Forward-Looking Statements

 

Statements in this report regarding the Company and its business that are not historical facts, are “forward-looking statements” within the meaning of Section 21E of the Exchange Act. Forward-looking statements are those that predict or describe future events, do not relate solely to historical matters and include statements regarding management's beliefs, estimates, projections, and assumptions with respect to, among other things, our future operations, business plans and strategies, as well as industry and market conditions, all of which are subject to change at any time without notice. Words such as “believe,” “expect,” “anticipate,” “promise,” “plan,” and other expressions or words of similar meanings, as well as future or conditional auxiliary verbs such as “would,” “should,” “could,” or “may” are generally intended to identify forward-looking statements. Actual results and operations for any future period may vary materially from those discussed herein. Some important factors that could cause actual results to differ materially from those anticipated include: the disposition and results of our Bankruptcy Cases; our ability to consummate the acquisition of an operating business; decreases in cash flows from our mortgage securities; our ability to remain in compliance with the agreements governing our indebtedness; the outcome of litigation actions pending against us or other legal contingencies; our compliance with applicable local, state and federal laws and regulations; compliance with new accounting pronouncements; the impact of general economic conditions; and the risks that are from time to time included in our filings with the Securities and Exchange Commission, including the Company's Annual Report on Form 10-K for the fiscal year ended December 31, 2015, as amended, and the Company’s Quarterly Reports on Form 10-Q for fiscal quarters ended March 31, 2016, June 30, 2016 and September 30, 2016. Other factors not presently identified may also cause actual results to differ. This report speaks only as of its date and we expressly disclaim any duty to update the information herein except as required by federal securities laws.

 

Item 9.01 Financial Statements and Exhibits.

 

(d)       Exhibits.

Exhibit No.
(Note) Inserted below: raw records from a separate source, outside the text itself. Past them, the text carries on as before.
// Copyright (c) 2025 ADBC Drivers Contributors
//
// Licensed under the Apache License, Version 2.0 (the "License");
// you may not use this file except in compliance with the License.
// You may obtain a copy of the License at
//
//     http://www.apache.org/licenses/LICENSE-2.0
//
// Unless required by applicable law or agreed to in writing, software
// distributed under the License is distributed on an "AS IS" BASIS,
// WITHOUT WARRANTIES OR CONDITIONS OF ANY KIND, either express or implied.
// See the License for the specific language governing permissions and
// limitations under the License.

//! dbt-databricks adapter core for Rust
//!
//! This crate provides the credential handling, authentication and relation
//! config reconciliation that a dbt-style host needs to target Databricks.
//!
//! ## Overview
//!
//! - [`DatabricksCredentials`] - Validated connection profile
//! - [`DatabricksCredentialManager`] - One-time authentication, header factory, API client
//! - [`relation_configs`] - Facet configs built from live relations and from models, and their diff
//!
//! ## Features
//!
//! - **Personal access tokens** and **OAuth M2M** (service principal) authentication
//! - **Named compute**: models can pick another warehouse or cluster from the profile
//! - **Change sets**: decide between in-place alters and full refreshes
//!
//! ## Example
//!
//! ```ignore
//! use dbt_databricks::DatabricksCredentials;
//! use serde_json::json;
//!
//! let credentials = DatabricksCredentials::from_profile(json!({
//!     "host": "my-workspace.cloud.databricks.com",
//!     "http_path": "/sql/1.0/warehouses/abc123",
//!     "token": "dapi...",
//!     "catalog": "main",
//!     "schema": "analytics",
//! }))?;
//!
//! let params = credentials.connection_params(None)?;
//! let headers = (params.credentials_provider)()()?;
//! ```
//!
//! ## Profile Options
//!
//! | Option | Default | Description |
//! |--------|---------|-------------|
//! | `host` | | Workspace hostname |
//! | `http_path` | | SQL warehouse or cluster HTTP path |
//! | `token` | | Personal access token |
//! | `auth_type` | | `token` or `oauth` |
//! | `client_id` / `client_secret` | | Service principal for OAuth M2M |
//! | `catalog` / `database` | `hive_metastore` | Default catalog |
//! | `schema` | | Default schema |
//! | `compute` | | Named compute resources (`http_path`, `connect_max_idle`) |
//! | `session_properties` | | Spark session configuration |
//! | `connection_parameters` | `_socket_timeout: 600` | Extra SQL driver parameters |
//! | `connect_retries` | 1 | Connection attempts after the first |
//! | `connect_timeout` | 120 (auth) | Seconds |
//! | `retry_all` | false | Retry on any error |
//! | `connect_max_idle` | 600 | Seconds an idle connection is kept |
//!
//! ## Environment
//!
//! | Variable | Description |
//! |----------|-------------|
//! | `DBT_DATABRICKS_INVOCATION_ENV` | Appended to the user agent |
//! | `DBT_DATABRICKS_HTTP_SESSION_HEADERS` | JSON object of reserved session headers |
//! | `DBT_DATABRICKS_LOG_LEVEL` / `DBT_DATABRICKS_LOG_FILE` | Logging |

pub mod auth;
pub mod client;
pub mod credentials;
pub mod error;
pub mod logging;
pub mod relation_configs;
pub mod types;

// Re-export main types
pub use credentials::{
    ConnectionParams, CredentialsProvider, DatabricksCredentialManager, DatabricksCredentials,
    RetryPolicy,
};
pub use error::{Error, ErrorKind, Result};

// Re-export auth and client types for advanced users
pub use auth::{AuthConfig, AuthConfigBuilder, AuthProvider, HeaderFactory};
pub use client::{DatabricksApiClient, DatabricksHttpClient, HttpClientConfig};

pub use relation_configs::{
    DatabricksComponentConfig, DatabricksRelationConfig, ProcessorRegistry, RelationChangeSet,
};
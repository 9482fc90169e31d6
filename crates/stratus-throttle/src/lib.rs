//! Stratus Throttle - Bandwidth limiting for download streams
//!
//! Two cooperating token buckets shape every stream: a process-wide global
//! bucket protecting egress and a per-connection bucket enforcing fairness.
//! The per-connection rate follows the transfer length and the owner's tier
//! and adapts to download progress; both waits are cancellable so a client
//! disconnect releases the stream immediately.

use thiserror::Error;

pub mod bucket;
pub mod plan;
pub mod writer;

pub use bucket::TokenBucket;
pub use plan::{adjusted_rate, base_rate_for_length, buffer_size_for, connection_plan, global_plan, RatePlan};
pub use writer::{ByteSink, RateLimitedWriter};

/// Errors surfaced by rate-limited writes
#[derive(Debug, Error)]
pub enum WriteError {
    /// The stream's cancellation token fired during a token wait or write
    #[error("write cancelled")]
    Cancelled,

    /// The underlying sink rejected the bytes (client gone, channel closed)
    #[error("sink error: {0}")]
    Io(#[from] std::io::Error),
}
//! Stratus Gateway - Object store access
//!
//! Implements the `IObjectStore` port against any S3-compatible backend
//! (MinIO in development, S3 proper in production):
//! - Presigned PUT/GET URL issuance for client-direct transfers
//! - Server-side compose of uploaded chunks with per-part ETag preconditions
//! - Stat/get/list/delete primitives used by the download engine and
//!   the reclamation path

pub mod client;
pub mod store;

pub use client::build_client;
pub use store::S3Gateway;
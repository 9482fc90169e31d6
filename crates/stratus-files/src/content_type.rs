//! MIME type lookup by file extension
//!
//! Fallback used when the object store reports no content type.

/// Returns the MIME type for a file name, defaulting to
/// `application/octet-stream`.
pub fn content_type_for(name: &str) -> &'static str {
    let ext = match name.rsplit_once('.') {
        Some((_, ext)) => ext.to_ascii_lowercase(),
        None => return "application/octet-stream",
    };

    match ext.as_str() {
        // images
        "jpg" | "jpeg" => "image/jpeg",
        "png" => "image/png",
        "gif" => "image/gif",
        "bmp" => "image/bmp",
        "webp" => "image/webp",
        "svg" => "image/svg+xml",
        // documents
        "pdf" => "application/pdf",
        "doc" => "application/msword",
        "docx" => "application/vnd.openxmlformats-officedocument.wordprocessingml.document",
        "xls" => "application/vnd.ms-excel",
        "xlsx" => "application/vnd.openxmlformats-officedocument.spreadsheetml.sheet",
        "ppt" => "application/vnd.ms-powerpoint",
        "pptx" => "application/vnd.openxmlformats-officedocument.presentationml.presentation",
        // text
        "txt" => "text/plain",
        "md" => "text/markdown",
        "json" => "application/json",
        "xml" => "application/xml",
        "csv" => "text/csv",
        "html" => "text/html",
        "css" => "text/css",
        // code
        "js" => "application/javascript",
        "ts" => "application/typescript",
        "go" | "py" | "java" | "rs" => "text/plain",
        // archives
        "zip" => "application/zip",
        "rar" => "application/x-rar-compressed",
        "7z" => "application/x-7z-compressed",
        // video
        "mp4" => "video/mp4",
        "avi" => "video/x-msvideo",
        "mkv" => "video/x-matroska",
        // audio
        "mp3" => "audio/mpeg",
        "wav" => "audio/wav",
        "ogg" => "audio/ogg",
        _ => "application/octet-stream",
    }
}
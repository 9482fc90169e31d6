//! stratusd - the Stratus data-plane daemon
//!
//! Wires configuration, the SQLite namespace store, the S3 gateway and the
//! services together, then serves the HTTP surface until SIGINT.

use std::path::PathBuf;
use std::sync::Arc;
use std::time::Duration;

use anyhow::Context;
use clap::Parser;
use tokio_util::sync::CancellationToken;
use tracing_subscriber::EnvFilter;

use stratus_core::config::Config;
use stratus_files::{DownloadService, NamespaceService, UploadService};
use stratus_gateway::{build_client, S3Gateway};
use stratus_server::limit::RequestLimiter;
use stratus_server::AppState;
use stratus_store::{DatabasePool, SqliteFileRepository};

#[derive(Parser, Debug)]
#[command(name = "stratusd", about = "Stratus cloud-storage data plane")]
struct Args {
    /// Path to the YAML configuration file
    #[arg(short, long, default_value = "stratus.yml")]
    config: PathBuf,
}

#[tokio::main]
async fn main() -> anyhow::Result<()> {
    tracing_subscriber::fmt()
        .with_env_filter(EnvFilter::try_from_default_env().unwrap_or_else(|_| "info".into()))
        .init();

    let args = Args::parse();
    let config = Config::load_or_default(&args.config);
    tracing::info!(config = %args.config.display(), bind = %config.server.bind, "starting stratusd");

    let pool = DatabasePool::new(&config.database.path)
        .await
        .context("opening metadata store")?;
    let repo = Arc::new(SqliteFileRepository::new(&pool));

    let gateway = Arc::new(S3Gateway::new(
        build_client(&config.object_store),
        &config.object_store,
    ));

    let put_ttl = Duration::from_secs(config.object_store.presign_put_ttl_secs);
    let link_ttl = Duration::from_secs(config.object_store.download_link_ttl_secs);

    let state = Arc::new(AppState {
        namespace: NamespaceService::new(repo.clone(), gateway.clone()),
        upload: UploadService::new(repo.clone(), gateway.clone(), put_ttl),
        download: DownloadService::new(
            repo,
            gateway,
            link_ttl,
            config.transfer.zip_max_bytes,
            config.transfer.global_bytes_per_sec,
        ),
        limiter: RequestLimiter::new(config.server.requests_per_minute),
    });

    let addr = config
        .server
        .bind
        .parse()
        .with_context(|| format!("invalid bind address {}", config.server.bind))?;

    let shutdown = CancellationToken::new();
    {
        let shutdown = shutdown.clone();
        tokio::spawn(async move {
            if tokio::signal::ctrl_c().await.is_ok() {
                tracing::info!("interrupt received");
                shutdown.cancel();
            }
        });
    }

    stratus_server::run(state, addr, shutdown).await
}
//! Upload orchestration
//!
//! Three entry points cover the upload surface:
//! - `pre_check`: hash lookup for instant upload, falling back to a single
//!   presigned PUT for small files
//! - `init_chunked`: derives the chunk plan, issues per-part PUT URLs and
//!   reports parts already present so clients resume instead of re-sending
//! - `complete_chunked`: composes the parts server-side with ETag
//!   preconditions, registers the row, then cleans the chunks up
//!   asynchronously
//!
//! The upload id `{owner}_{hash}_{size}` is deterministic, so retrying any
//! of these steps converges on the same object keys.

use std::sync::Arc;
use std::time::Duration;

use stratus_core::domain::{plan, CoreError, FileRecord, NewFileRecord, VirtualPath};
use stratus_core::ports::{ComposeSource, IFileRepository, IObjectStore};

use crate::models::{
    ChunkUrl, CompleteChunkedRequest, ConfirmUploadRequest, ConfirmUploadResponse,
    ExistingPart, InitChunkedRequest, InitChunkedResponse, PreCheckRequest, PreCheckResponse,
};

/// Service orchestrating direct and chunked uploads
pub struct UploadService {
    repo: Arc<dyn IFileRepository>,
    store: Arc<dyn IObjectStore>,
    /// Lifetime of issued PUT URLs
    put_ttl: Duration,
}

impl UploadService {
    pub fn new(
        repo: Arc<dyn IFileRepository>,
        store: Arc<dyn IObjectStore>,
        put_ttl: Duration,
    ) -> Self {
        Self {
            repo,
            store,
            put_ttl,
        }
    }

    async fn ensure_parent_dir(&self, owner_id: i64, parent: &VirtualPath) -> Result<(), CoreError> {
        if parent.is_root() {
            return Ok(());
        }
        if !self.repo.path_exists(owner_id, parent, true).await? {
            return Err(CoreError::NotFound(format!(
                "parent directory not found: {parent}"
            )));
        }
        Ok(())
    }

    /// Instant-upload check: a hash hit returns the existing row and issues
    /// nothing; a miss grants a direct PUT for the small-file path.
    pub async fn pre_check(
        &self,
        owner_id: i64,
        req: &PreCheckRequest,
    ) -> Result<PreCheckResponse, CoreError> {
        if req.hash.is_empty() {
            return Err(CoreError::InvalidArgument("missing content hash".to_string()));
        }
        let parent = VirtualPath::new(req.parent_path.as_str())?;
        self.ensure_parent_dir(owner_id, &parent).await?;

        if let Some(existing) = self.repo.find_live_by_hash(owner_id, &req.hash).await? {
            tracing::debug!(owner_id, hash = %req.hash, file_id = existing.id, "instant upload hit");
            return Ok(PreCheckResponse {
                file_exists: true,
                file_id: Some(existing.id),
                file_path: Some(existing.path.as_str().to_string()),
                presigned_url: None,
                object_key: None,
            });
        }

        let key = plan::object_key(owner_id, &req.name);
        let url = self.store.presign_put(&key, self.put_ttl).await?;
        Ok(PreCheckResponse {
            file_exists: false,
            file_id: None,
            file_path: None,
            presigned_url: Some(url),
            object_key: Some(key),
        })
    }

    /// Registers metadata after a client-direct PUT.
    ///
    /// The row's size comes from the store, not the client, so what gets
    /// listed is what was actually uploaded. A concurrent upload of the same
    /// content resolves to the winner's row.
    pub async fn confirm_upload(
        &self,
        owner_id: i64,
        req: &ConfirmUploadRequest,
    ) -> Result<ConfirmUploadResponse, CoreError> {
        let parent = VirtualPath::new(req.parent_path.as_str())?;
        self.ensure_parent_dir(owner_id, &parent).await?;

        if let Some(existing) = self.repo.find_live_by_hash(owner_id, &req.hash).await? {
            return Ok(ConfirmUploadResponse {
                existed: true,
                file: existing,
            });
        }

        let key = plan::object_key(owner_id, &req.name);
        let stat = self.store.stat(&key).await.map_err(|e| match e {
            CoreError::NotFound(_) => {
                CoreError::Integrity(format!("uploaded object missing at {key}"))
            }
            other => other,
        })?;
        if stat.size as i64 != req.size {
            tracing::warn!(
                owner_id,
                key,
                declared = req.size,
                stored = stat.size,
                "declared size differs from stored object; trusting the store"
            );
        }

        let path = parent.join(&req.name)?;
        let record = self
            .repo
            .create_file(&NewFileRecord {
                owner_id,
                name: req.name.clone(),
                path,
                is_dir: false,
                size: stat.size as i64,
                url: self.store.object_url(&key),
                hash: req.hash.clone(),
                device_id: req.device_id.clone(),
            })
            .await?;

        Ok(ConfirmUploadResponse {
            existed: false,
            file: record,
        })
    }

    /// Starts (or resumes) a chunked upload.
    pub async fn init_chunked(
        &self,
        owner_id: i64,
        req: &InitChunkedRequest,
    ) -> Result<InitChunkedResponse, CoreError> {
        if req.hash.is_empty() {
            return Err(CoreError::InvalidArgument("missing content hash".to_string()));
        }
        let parent = VirtualPath::new(req.parent_path.as_str())?;
        self.ensure_parent_dir(owner_id, &parent).await?;

        // Same content already stored: instant upload, no URLs issued.
        if let Some(existing) = self.repo.find_live_by_hash(owner_id, &req.hash).await? {
            return Ok(InitChunkedResponse {
                file_exists: true,
                file_id: Some(existing.id),
                file_url: Some(existing.url),
                upload_id: None,
                chunk_urls: Vec::new(),
                total_chunks: 0,
                optimal_chunk_size: 0,
                recommended_concurrency: 0,
                existing_parts: Vec::new(),
                expires_in: 0,
            });
        }

        let upload_plan = plan::UploadPlan::for_size(req.size)?;
        let upload_id = plan::format_upload_id(owner_id, &req.hash, req.size);

        let mut chunk_urls = Vec::with_capacity(upload_plan.total_chunks as usize);
        for part_number in 1..=upload_plan.total_chunks {
            let key = plan::chunk_key(owner_id, &upload_id, part_number);
            let url = self.store.presign_put(&key, self.put_ttl).await?;
            chunk_urls.push(ChunkUrl {
                part_number,
                presigned_url: url,
            });
        }

        // Chunks surviving from an earlier attempt let the client skip
        // re-uploading those parts.
        let existing_parts = self
            .store
            .list(&plan::chunk_prefix(owner_id, &upload_id))
            .await?
            .into_iter()
            .map(|entry| ExistingPart {
                key: entry.key,
                etag: entry.etag,
            })
            .collect::<Vec<_>>();

        tracing::info!(
            owner_id,
            upload_id = %upload_id,
            total_chunks = upload_plan.total_chunks,
            resumed_parts = existing_parts.len(),
            "initialized chunked upload"
        );

        Ok(InitChunkedResponse {
            file_exists: false,
            file_id: None,
            file_url: None,
            upload_id: Some(upload_id),
            chunk_urls,
            total_chunks: upload_plan.total_chunks,
            optimal_chunk_size: upload_plan.chunk_size,
            recommended_concurrency: upload_plan.concurrency,
            existing_parts,
            expires_in: self.put_ttl.as_secs(),
        })
    }

    /// Completes a chunked upload: compose, register, clean up.
    pub async fn complete_chunked(
        &self,
        owner_id: i64,
        upload_id: &str,
        req: &CompleteChunkedRequest,
    ) -> Result<FileRecord, CoreError> {
        if req.parts.is_empty() {
            return Err(CoreError::InvalidArgument(
                "completion requires at least one part".to_string(),
            ));
        }
        let (id_owner, _, declared_size) = plan::parse_upload_id(upload_id)?;
        if id_owner != owner_id {
            return Err(CoreError::InvalidArgument(
                "upload id belongs to a different owner".to_string(),
            ));
        }

        let parent = VirtualPath::new(req.parent_path.as_str())?;
        self.ensure_parent_dir(owner_id, &parent).await?;
        let target_path = parent.join(&req.file_name)?;
        if self.repo.path_exists(owner_id, &target_path, false).await? {
            return Err(CoreError::Conflict(format!(
                "path already exists: {target_path}"
            )));
        }

        // Clients may PUT parts in any order; composition order is fixed
        // here by part number. Each declared etag rides along as an
        // If-Match precondition.
        let mut parts = req.parts.clone();
        parts.sort_by_key(|p| p.part_number);
        for part in &parts {
            if part.part_number < 1 {
                return Err(CoreError::InvalidArgument(format!(
                    "part numbers are 1-based, got {}",
                    part.part_number
                )));
            }
        }

        let sources: Vec<ComposeSource> = parts
            .iter()
            .map(|p| ComposeSource {
                key: plan::chunk_key(owner_id, upload_id, p.part_number),
                etag: Some(p.etag.clone()),
            })
            .collect();

        let dest_key = plan::object_key(owner_id, &req.file_name);
        // A failed compose leaves the chunks untouched; the client re-PUTs
        // the offending part and retries.
        self.store.compose(&sources, &dest_key).await?;

        let size = self.resolve_size(&dest_key, declared_size, parts.len()).await;

        let record = self
            .repo
            .create_file(&NewFileRecord {
                owner_id,
                name: req.file_name.clone(),
                path: target_path,
                is_dir: false,
                size,
                url: self.store.object_url(&dest_key),
                hash: req.file_hash.clone(),
                device_id: req.device_id.clone(),
            })
            .await?;

        self.spawn_chunk_cleanup(owner_id, upload_id.to_string());

        tracing::info!(
            owner_id,
            upload_id,
            file_id = record.id,
            size,
            "completed chunked upload"
        );
        Ok(record)
    }

    /// Size of the composed object: the store's answer, then the size
    /// declared in the upload id, then a chunk-count estimate.
    async fn resolve_size(&self, dest_key: &str, declared_size: i64, part_count: usize) -> i64 {
        match self.store.stat(dest_key).await {
            Ok(stat) => stat.size as i64,
            Err(e) => {
                tracing::warn!(dest_key, error = %e, "stat after compose failed");
                if declared_size > 0 {
                    declared_size
                } else {
                    part_count as i64 * plan::optimal_chunk_size(declared_size)
                }
            }
        }
    }

    /// Best-effort asynchronous removal of the upload's chunk objects.
    fn spawn_chunk_cleanup(&self, owner_id: i64, upload_id: String) {
        let store = Arc::clone(&self.store);
        tokio::spawn(async move {
            let prefix = plan::chunk_prefix(owner_id, &upload_id);
            let entries = match store.list(&prefix).await {
                Ok(entries) => entries,
                Err(e) => {
                    tracing::warn!(upload_id, error = %e, "chunk cleanup listing failed");
                    return;
                }
            };
            for entry in entries {
                if let Err(e) = store.delete(&entry.key).await {
                    tracing::warn!(key = %entry.key, error = %e, "chunk cleanup delete failed");
                }
            }
            tracing::debug!(upload_id, "chunk cleanup finished");
        });
    }
}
Description
99.1 Joint Chapter 11 Plan of Reorganization of Novation Companies, Inc. and NovaStar Mortgage LLC, dated as of February 14, 2017.
99.2 Disclosure Statement Regarding Joint Chapter 11 Plan of Reorganization, dated as of February 14, 2017.

 

 
 

SIGNATURE

Pursuant to the requirements of the Securities Exchange Act of 1934, the registrant has duly caused this report to be signed on its behalf by the undersigned hereunto duly authorized.

     
    NOVATION COMPANIES, INC.
   
DATE: February 15, 2017  

/s/ Rodney E. Schwatken

Rodney E. Schwatken

Chief Executive Officer

 

 

 
 

INDEX TO EXHIBITS

 

Exhibit No. Description
99.1 Joint Chapter 11 Plan of Reorganization of Novation Companies, Inc. and NovaStar Mortgage LLC, dated as of February 14, 2017.
99.2 Disclosure Statement Regarding Joint Chapter 11 Plan of Reorganization, dated as of February 14, 2017.